When Stefan Bogdanovic walked into Google X in November 2019, there was no lab waiting for him. Just a near empty room, an early-stage idea, and a deadline.

His task: build the company’s first magnetocardiography (MCG) system, a tool to detect the faint magnetic fields produced by the human heart using diamond-based quantum sensors. The assignment fit his background perfectly. Stefan had spent years studying the quantum properties of diamonds, earning a reputation for precision, persistence and building things from the ground up. What he didn’t know yet was just how much of that persistence he’d need.

Jack Hidary, SandboxAQ’s CEO, laid out the first challenge. “He was hoping to see the new MCG system in a hospital setting by the end of the year,” Stefan recalled. “It was exactly one month and 10 days away. There was no lab at the time, and we were essentially starting from scratch.” To Stefan, it felt impossible, but he committed to making as much progress as he could in that time.

Starting from scratch wasn’t new to him. At age 12, a summer school lecture first hooked him on quantum physics. “I heard some crazy stories about quantum physics that made no sense to me, but I was hooked immediately.” That spark carried him from Belgrade to a PhD in the Netherlands, where he built his first lab with nothing but “an empty room and a credit card.” Later, as a postdoc at Harvard, he said the biggest lesson wasn’t technical at all: “I learned the difference between when things will work if you keep pushing, and when they will not work and you should save time by stopping early. Failing early gives you some perspective.”
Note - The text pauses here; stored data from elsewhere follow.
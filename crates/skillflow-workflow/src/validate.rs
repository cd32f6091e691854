use std::collections::{HashMap, HashSet};

use serde::{Deserialize, Serialize};
use thiserror::Error;

use crate::workflow::Workflow;

/// Threshold above which a size warning is attached to the report.
const LARGE_WORKFLOW_STEPS: usize = 10;

/// A single structural problem found during validation.
#[derive(Debug, Clone, PartialEq, Eq, Error, Serialize, Deserialize)]
#[serde(tag = "kind", rename_all = "snake_case")]
pub enum ValidationIssue {
  #[error("duplicate step id '{step_id}'")]
  DuplicateStepId { step_id: String },

  #[error("step '{step_id}' has no skill name")]
  EmptySkill { step_id: String },

  #[error("step '{step_id}' depends on unknown step '{dependency}'")]
  UnknownDependency { step_id: String, dependency: String },

  #[error("step '{step_id}' has a non-positive timeout")]
  InvalidTimeout { step_id: String },

  #[error("step '{step_id}' has retry with zero attempts")]
  InvalidRetry { step_id: String },

  #[error("step '{step_id}' is part of a circular dependency")]
  CircularDependency { step_id: String },
}

/// Outcome of validating a workflow.
///
/// Errors are collected without short-circuiting; warnings never affect
/// validity.
#[derive(Debug, Clone, Default, Serialize, Deserialize)]
pub struct ValidationReport {
  pub errors: Vec<ValidationIssue>,
  pub warnings: Vec<String>,
}

impl ValidationReport {
  pub fn is_valid(&self) -> bool {
    self.errors.is_empty()
  }
}

impl Workflow {
  /// Statically verify the workflow, collecting every structural problem.
  pub fn validate(&self) -> ValidationReport {
    let mut report = ValidationReport::default();

    let mut seen: HashSet<&str> = HashSet::new();
    for step in &self.steps {
      if !seen.insert(step.id.as_str()) {
        report.errors.push(ValidationIssue::DuplicateStepId {
          step_id: step.id.clone(),
        });
      }
      if step.skill.is_empty() {
        report.errors.push(ValidationIssue::EmptySkill {
          step_id: step.id.clone(),
        });
      }
      if step.timeout_ms == Some(0) {
        report.errors.push(ValidationIssue::InvalidTimeout {
          step_id: step.id.clone(),
        });
      }
      if let Some(retry) = &step.retry {
        if retry.max_attempts == 0 {
          report.errors.push(ValidationIssue::InvalidRetry {
            step_id: step.id.clone(),
          });
        }
      }
    }

    let ids: HashSet<&str> = self.steps.iter().map(|s| s.id.as_str()).collect();
    for step in &self.steps {
      for dep in &step.depends_on {
        if !ids.contains(dep.as_str()) {
          report.errors.push(ValidationIssue::UnknownDependency {
            step_id: step.id.clone(),
            dependency: dep.clone(),
          });
        }
      }
    }

    if let Some(step_id) = self.find_cycle() {
      report
        .errors
        .push(ValidationIssue::CircularDependency { step_id });
    }

    if self.steps.len() > LARGE_WORKFLOW_STEPS {
      report.warnings.push(format!(
        "workflow has {} steps; consider splitting it",
        self.steps.len()
      ));
    }

    report
  }

  /// Detect a circular dependency via depth-first search.
  ///
  /// Returns the first step found while it is still on the recursion stack.
  fn find_cycle(&self) -> Option<String> {
    let deps: HashMap<&str, Vec<&str>> = self
      .steps
      .iter()
      .map(|s| {
        (
          s.id.as_str(),
          s.depends_on
            .iter()
            .map(|d| d.as_str())
            .filter(|d| self.get_step(d).is_some())
            .collect(),
        )
      })
      .collect();

    let mut visited: HashSet<&str> = HashSet::new();
    let mut on_stack: HashSet<&str> = HashSet::new();

    fn dfs<'a>(
      node: &'a str,
      deps: &HashMap<&'a str, Vec<&'a str>>,
      visited: &mut HashSet<&'a str>,
      on_stack: &mut HashSet<&'a str>,
    ) -> Option<String> {
      visited.insert(node);
      on_stack.insert(node);

      if let Some(neighbors) = deps.get(node) {
        for &dep in neighbors {
          if on_stack.contains(dep) {
            // Revisited while still on the stack: in-cycle.
            return Some(dep.to_string());
          }
          if !visited.contains(dep) {
            if let Some(hit) = dfs(dep, deps, visited, on_stack) {
              return Some(hit);
            }
          }
        }
      }

      on_stack.remove(node);
      None
    }

    for step in &self.steps {
      if !visited.contains(step.id.as_str()) {
        if let Some(hit) = dfs(step.id.as_str(), &deps, &mut visited, &mut on_stack) {
          return Some(hit);
        }
      }
    }

    None
  }
}
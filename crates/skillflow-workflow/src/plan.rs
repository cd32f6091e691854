use std::collections::{BTreeSet, HashMap, VecDeque};

use serde::{Deserialize, Serialize};

use crate::workflow::Workflow;

/// A derived, non-persistent view of how a workflow would execute.
#[derive(Debug, Clone, Serialize, Deserialize)]
pub struct ExecutionPlan {
  /// Topological order of step ids.
  pub order: Vec<String>,
  /// Dependency map: step_id -> its `depends_on` list.
  pub dependencies: HashMap<String, Vec<String>>,
  /// Groups of steps considered safe to dispatch together.
  ///
  /// Steps sharing an identical dependency set are grouped. This
  /// under-approximates true independence (two steps with different but
  /// non-overlapping dependency sets land in different groups); a known
  /// limitation, kept for predictable dispatch behavior.
  pub parallel_groups: Vec<Vec<String>>,
}

impl Workflow {
  /// Topologically sort step ids using Kahn's algorithm.
  ///
  /// In-degree is the size of each step's `depends_on`. For a validated
  /// workflow every step is visited; a residual cycle leaves its steps out
  /// of the returned order, so callers must validate first.
  pub fn execution_order(&self) -> Vec<String> {
    let graph = self.graph();

    let mut in_degree: HashMap<&str, usize> = self
      .steps
      .iter()
      .map(|s| (s.id.as_str(), s.depends_on.len()))
      .collect();

    let mut queue: VecDeque<&str> = self
      .steps
      .iter()
      .filter(|s| s.depends_on.is_empty())
      .map(|s| s.id.as_str())
      .collect();

    let mut order = Vec::with_capacity(self.steps.len());
    while let Some(id) = queue.pop_front() {
      order.push(id.to_string());
      for dependent in graph.downstream(id) {
        if let Some(degree) = in_degree.get_mut(dependent.as_str()) {
          *degree -= 1;
          if *degree == 0 {
            queue.push_back(dependent.as_str());
          }
        }
      }
    }

    order
  }

  /// Compute the dry-run execution plan: order, dependency map and the
  /// parallel-group partition, without executing anything.
  pub fn plan(&self) -> ExecutionPlan {
    let order = self.execution_order();

    let dependencies: HashMap<String, Vec<String>> = self
      .steps
      .iter()
      .map(|s| (s.id.clone(), s.depends_on.clone()))
      .collect();

    // Group steps by identical dependency set, preserving the topological
    // order of each group's first member.
    let mut groups: Vec<(BTreeSet<&str>, Vec<String>)> = Vec::new();
    for id in &order {
      let step = match self.get_step(id) {
        Some(s) => s,
        None => continue,
      };
      let key: BTreeSet<&str> = step.depends_on.iter().map(|d| d.as_str()).collect();
      match groups.iter_mut().find(|(k, _)| *k == key) {
        Some((_, members)) => members.push(id.clone()),
        None => groups.push((key, vec![id.clone()])),
      }
    }

    ExecutionPlan {
      order,
      dependencies,
      parallel_groups: groups.into_iter().map(|(_, members)| members).collect(),
    }
  }
}

#[cfg(test)]
mod tests {
  use super::*;
  use crate::workflow::WorkflowStep;
  use serde_json::json;
  use skillflow_config::OnFailure;

  fn step(id: &str, depends_on: &[&str]) -> WorkflowStep {
    WorkflowStep {
      id: id.to_string(),
      skill: "echo".to_string(),
      input: json!({}),
      depends_on: depends_on.iter().map(|s| s.to_string()).collect(),
      timeout_ms: None,
      retry: None,
      on_failure: OnFailure::Stop,
    }
  }

  fn workflow(steps: Vec<WorkflowStep>) -> Workflow {
    Workflow {
      name: "test".to_string(),
      version: "1.0".to_string(),
      description: None,
      steps,
    }
  }

  fn position(order: &[String], id: &str) -> usize {
    order.iter().position(|s| s == id).unwrap()
  }

  #[test]
  fn orders_linear_pipeline() {
    let wf = workflow(vec![
      step("research", &[]),
      step("summarize", &["research"]),
      step("report", &["summarize"]),
    ]);
    assert_eq!(
      wf.execution_order(),
      vec!["research", "summarize", "report"]
    );
  }

  #[test]
  fn every_step_comes_after_its_dependencies() {
    let wf = workflow(vec![
      step("d", &["b", "c"]),
      step("b", &["a"]),
      step("c", &["a"]),
      step("a", &[]),
    ]);
    let order = wf.execution_order();
    assert_eq!(order.len(), 4);
    for s in &wf.steps {
      for dep in &s.depends_on {
        assert!(
          position(&order, dep) < position(&order, &s.id),
          "{} should come before {}",
          dep,
          s.id
        );
      }
    }
  }

  #[test]
  fn residual_cycle_leaves_steps_unvisited() {
    let wf = workflow(vec![step("a", &["b"]), step("b", &["a"]), step("c", &[])]);
    let order = wf.execution_order();
    assert_eq!(order, vec!["c"]);
  }

  #[test]
  fn groups_steps_with_identical_dependency_sets() {
    let wf = workflow(vec![
      step("a", &[]),
      step("b", &["a"]),
      step("c", &["a"]),
      step("d", &["b", "c"]),
    ]);
    let plan = wf.plan();
    assert_eq!(
      plan.parallel_groups,
      vec![
        vec!["a".to_string()],
        vec!["b".to_string(), "c".to_string()],
        vec!["d".to_string()],
      ]
    );
  }

  #[test]
  fn different_dependency_sets_are_not_grouped() {
    // Known under-approximation: x and y are independent but have different
    // dependency sets, so they land in separate groups.
    let wf = workflow(vec![
      step("a", &[]),
      step("b", &[]),
      step("x", &["a"]),
      step("y", &["b"]),
    ]);
    let plan = wf.plan();
    assert_eq!(plan.parallel_groups.len(), 3);
  }

  #[test]
  fn plan_carries_dependency_map() {
    let wf = workflow(vec![step("a", &[]), step("b", &["a"])]);
    let plan = wf.plan();
    assert_eq!(plan.dependencies["b"], vec!["a".to_string()]);
    assert!(plan.dependencies["a"].is_empty());
  }
}
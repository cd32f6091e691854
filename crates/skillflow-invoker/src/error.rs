use thiserror::Error;

/// Errors raised while invoking a skill.
#[derive(Debug, Clone, Error)]
pub enum SkillError {
  /// The named skill has no registered implementation. Never retried.
  #[error("skill not found: '{skill}'")]
  NotFound { skill: String },

  /// The skill itself failed. Retried up to the configured attempts.
  #[error("skill '{skill}' failed: {message}")]
  Execution { skill: String, message: String },

  /// The invocation exceeded its timeout. Counts as a failed attempt and is
  /// eligible for retry.
  #[error("skill '{skill}' timed out after {timeout_ms} ms")]
  Timeout { skill: String, timeout_ms: u64 },
}

impl SkillError {
  /// Whether another attempt could change the outcome.
  pub fn is_retryable(&self) -> bool {
    !matches!(self, SkillError::NotFound { .. })
  }
}
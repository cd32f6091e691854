//! Per-skill execution metrics.

use std::collections::HashMap;
use std::sync::Mutex;
use std::time::{Duration, SystemTime};

use serde::{Deserialize, Serialize};

/// Counters for one skill, mutated after every attempt.
#[derive(Debug, Clone, Default, Serialize, Deserialize)]
pub struct SkillMetrics {
  pub total_executions: u64,
  pub successful_executions: u64,
  pub failed_executions: u64,
  pub cache_hits: u64,
  pub min_duration_ms: Option<f64>,
  pub max_duration_ms: Option<f64>,
  pub avg_duration_ms: f64,
  pub last_executed_at: Option<SystemTime>,
}

/// Thread-safe registry of per-skill metrics.
#[derive(Default)]
pub struct MetricsRegistry {
  inner: Mutex<HashMap<String, SkillMetrics>>,
}

impl MetricsRegistry {
  pub fn new() -> Self {
    Self::default()
  }

  /// Record a successful attempt with its duration.
  pub fn record_success(&self, skill: &str, duration: Duration) {
    let mut inner = self.inner.lock().unwrap_or_else(|e| e.into_inner());
    let metrics = inner.entry(skill.to_string()).or_default();
    let ms = duration.as_secs_f64() * 1000.0;

    metrics.total_executions += 1;
    metrics.successful_executions += 1;
    metrics.min_duration_ms = Some(metrics.min_duration_ms.map_or(ms, |m| m.min(ms)));
    metrics.max_duration_ms = Some(metrics.max_duration_ms.map_or(ms, |m| m.max(ms)));
    // Running average over successful executions only.
    let n = metrics.successful_executions as f64;
    metrics.avg_duration_ms = (metrics.avg_duration_ms * (n - 1.0) + ms) / n;
    metrics.last_executed_at = Some(SystemTime::now());
  }

  /// Record a failed attempt.
  pub fn record_failure(&self, skill: &str) {
    let mut inner = self.inner.lock().unwrap_or_else(|e| e.into_inner());
    let metrics = inner.entry(skill.to_string()).or_default();
    metrics.total_executions += 1;
    metrics.failed_executions += 1;
  }

  /// Record a cache hit (the skill itself was not invoked).
  pub fn record_cache_hit(&self, skill: &str) {
    let mut inner = self.inner.lock().unwrap_or_else(|e| e.into_inner());
    inner.entry(skill.to_string()).or_default().cache_hits += 1;
  }

  /// Metrics for one skill, if it has ever been invoked.
  pub fn for_skill(&self, skill: &str) -> Option<SkillMetrics> {
    let inner = self.inner.lock().unwrap_or_else(|e| e.into_inner());
    inner.get(skill).cloned()
  }

  /// A copy of every skill's metrics.
  pub fn snapshot(&self) -> HashMap<String, SkillMetrics> {
    let inner = self.inner.lock().unwrap_or_else(|e| e.into_inner());
    inner.clone()
  }
}
use std::collections::HashMap;

use crate::workflow::WorkflowStep;

/// Dependency graph view over a workflow's steps.
#[derive(Debug, Clone)]
pub struct Graph {
  /// Adjacency list: step_id -> list of downstream step_ids.
  adjacency: HashMap<String, Vec<String>>,
  /// Reverse adjacency: step_id -> list of upstream step_ids.
  reverse_adjacency: HashMap<String, Vec<String>>,
  /// Steps with no dependencies, in declaration order.
  roots: Vec<String>,
}

impl Graph {
  /// Build a graph from a workflow's steps.
  ///
  /// Edges come from `depends_on`: an entry `b depends_on [a]` yields the
  /// edge `a -> b`. Dangling dependency ids are kept as edges so validation
  /// can report them; traversal treats them as never-satisfied.
  pub fn new(steps: &[WorkflowStep]) -> Self {
    let mut adjacency: HashMap<String, Vec<String>> = HashMap::new();
    let mut reverse_adjacency: HashMap<String, Vec<String>> = HashMap::new();

    for step in steps {
      adjacency.entry(step.id.clone()).or_default();
      reverse_adjacency.entry(step.id.clone()).or_default();
    }

    for step in steps {
      for dep in &step.depends_on {
        adjacency
          .entry(dep.clone())
          .or_default()
          .push(step.id.clone());
        reverse_adjacency
          .entry(step.id.clone())
          .or_default()
          .push(dep.clone());
      }
    }

    let roots: Vec<String> = steps
      .iter()
      .filter(|s| s.depends_on.is_empty())
      .map(|s| s.id.clone())
      .collect();

    Self {
      adjacency,
      reverse_adjacency,
      roots,
    }
  }

  /// Steps with no dependencies.
  pub fn roots(&self) -> &[String] {
    &self.roots
  }

  /// Downstream steps for a given step.
  pub fn downstream(&self, step_id: &str) -> &[String] {
    self
      .adjacency
      .get(step_id)
      .map(|v| v.as_slice())
      .unwrap_or(&[])
  }

  /// Upstream steps for a given step.
  pub fn upstream(&self, step_id: &str) -> &[String] {
    self
      .reverse_adjacency
      .get(step_id)
      .map(|v| v.as_slice())
      .unwrap_or(&[])
  }
}

#[cfg(test)]
mod tests {
  use super::*;
  use serde_json::json;
  use skillflow_config::OnFailure;

  fn step(id: &str, depends_on: &[&str]) -> WorkflowStep {
    WorkflowStep {
      id: id.to_string(),
      skill: "echo".to_string(),
      input: json!({}),
      depends_on: depends_on.iter().map(|s| s.to_string()).collect(),
      timeout_ms: None,
      retry: None,
      on_failure: OnFailure::Stop,
    }
  }

  #[test]
  fn builds_adjacency_from_depends_on() {
    let steps = vec![step("a", &[]), step("b", &["a"]), step("c", &["a", "b"])];
    let graph = Graph::new(&steps);

    assert_eq!(graph.roots(), &["a".to_string()]);
    assert_eq!(graph.downstream("a"), &["b".to_string(), "c".to_string()]);
    assert_eq!(graph.upstream("c"), &["a".to_string(), "b".to_string()]);
    assert!(graph.downstream("c").is_empty());
  }

  #[test]
  fn unknown_step_has_no_edges() {
    let graph = Graph::new(&[step("a", &[])]);
    assert!(graph.downstream("ghost").is_empty());
    assert!(graph.upstream("ghost").is_empty());
  }
}
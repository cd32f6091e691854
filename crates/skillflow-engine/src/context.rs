use std::collections::HashMap;

use serde::{Deserialize, Serialize};
use serde_json::Value;

/// The accumulated outputs of completed steps.
///
/// Written only by the scheduler after a step completes; read-only from the
/// template engine's perspective at substitution time.
#[derive(Debug, Clone, Default, Serialize, Deserialize)]
pub struct WorkflowContext {
  pub steps: HashMap<String, Value>,
}

impl WorkflowContext {
  pub fn new() -> Self {
    Self::default()
  }

  /// Record a completed step's output.
  pub fn insert(&mut self, step_id: impl Into<String>, output: Value) {
    self.steps.insert(step_id.into(), output);
  }

  /// Output of a completed step, if present.
  pub fn get(&self, step_id: &str) -> Option<&Value> {
    self.steps.get(step_id)
  }

  /// The context as a JSON tree, rooted so templates address step outputs
  /// as `{{ steps.<id>.<path> }}`.
  pub fn to_value(&self) -> Value {
    serde_json::json!({ "steps": self.steps })
  }
}
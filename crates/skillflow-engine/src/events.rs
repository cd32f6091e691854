//! Execution events and notifiers for observability.
//!
//! Events are emitted in the causal order steps actually execute - never
//! reordered or buffered out of sequence - so a consumer streaming them can
//! reconstruct progress exactly.

use serde::{Deserialize, Serialize};
use tokio::sync::mpsc;

/// Events emitted during workflow execution.
#[derive(Debug, Clone, Serialize, Deserialize)]
#[serde(tag = "type", rename_all = "snake_case")]
pub enum ExecutionEvent {
  /// Workflow execution has started.
  WorkflowStarted {
    execution_id: String,
    workflow: String,
  },

  /// A step has started executing.
  StepStarted {
    execution_id: String,
    step_id: String,
    skill: String,
  },

  /// A step has completed successfully.
  StepCompleted {
    execution_id: String,
    step_id: String,
    output: serde_json::Value,
  },

  /// A step has failed (after exhausting its retries).
  StepFailed {
    execution_id: String,
    step_id: String,
    error: String,
  },

  /// A step will never run.
  StepSkipped {
    execution_id: String,
    step_id: String,
    reason: String,
  },

  /// Workflow execution has finished, possibly with failed steps.
  WorkflowCompleted {
    execution_id: String,
    context: serde_json::Value,
  },

  /// Workflow execution ended with a fatal error.
  WorkflowFailed { execution_id: String, error: String },
}

/// Trait for receiving execution events.
///
/// The engine calls `notify` for each event - implementations decide what
/// to do with them (persist, broadcast, log, ignore, etc.).
pub trait ExecutionNotifier: Send + Sync {
  fn notify(&self, event: ExecutionEvent);
}

/// A no-op notifier that discards all events.
///
/// Useful for tests or when event observation is not needed.
#[derive(Debug, Clone, Default)]
pub struct NoopNotifier;

impl ExecutionNotifier for NoopNotifier {
  fn notify(&self, _event: ExecutionEvent) {
    // Intentionally empty
  }
}

/// A notifier that sends events to an unbounded channel.
///
/// Use this when you need to consume events asynchronously (e.g., stream
/// them onto a wire protocol). The channel is unbounded so a slow consumer
/// never stalls the scheduler; event volume is low (a handful per step).
#[derive(Debug, Clone)]
pub struct ChannelNotifier {
  sender: mpsc::UnboundedSender<ExecutionEvent>,
}

impl ChannelNotifier {
  pub fn new(sender: mpsc::UnboundedSender<ExecutionEvent>) -> Self {
    Self { sender }
  }
}

impl ExecutionNotifier for ChannelNotifier {
  fn notify(&self, event: ExecutionEvent) {
    // Ignore send errors - receiver may have been dropped
    let _ = self.sender.send(event);
  }
}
That perspective was soon tested, when COVID-19 shut down Google X’s labs just months into the project. Stefan realized he didn’t want to repeat the solitude of his PhD. “I didn’t want to be alone in the lab again,” he said. So he called an old colleague, Christian Nguyen, who packed up his life and drove across the country with his partner and their cat to join Stefan. “And just like that,” Stefan remembered, “Our lab doubled in size!”

The two pushed forward, and were able to measure the first-ever human MCG signal in the lab using the diamond quantum sensor, something that has never been done before. But their first real test came during the first clinical study of their system at UCSF. The results were disappointing.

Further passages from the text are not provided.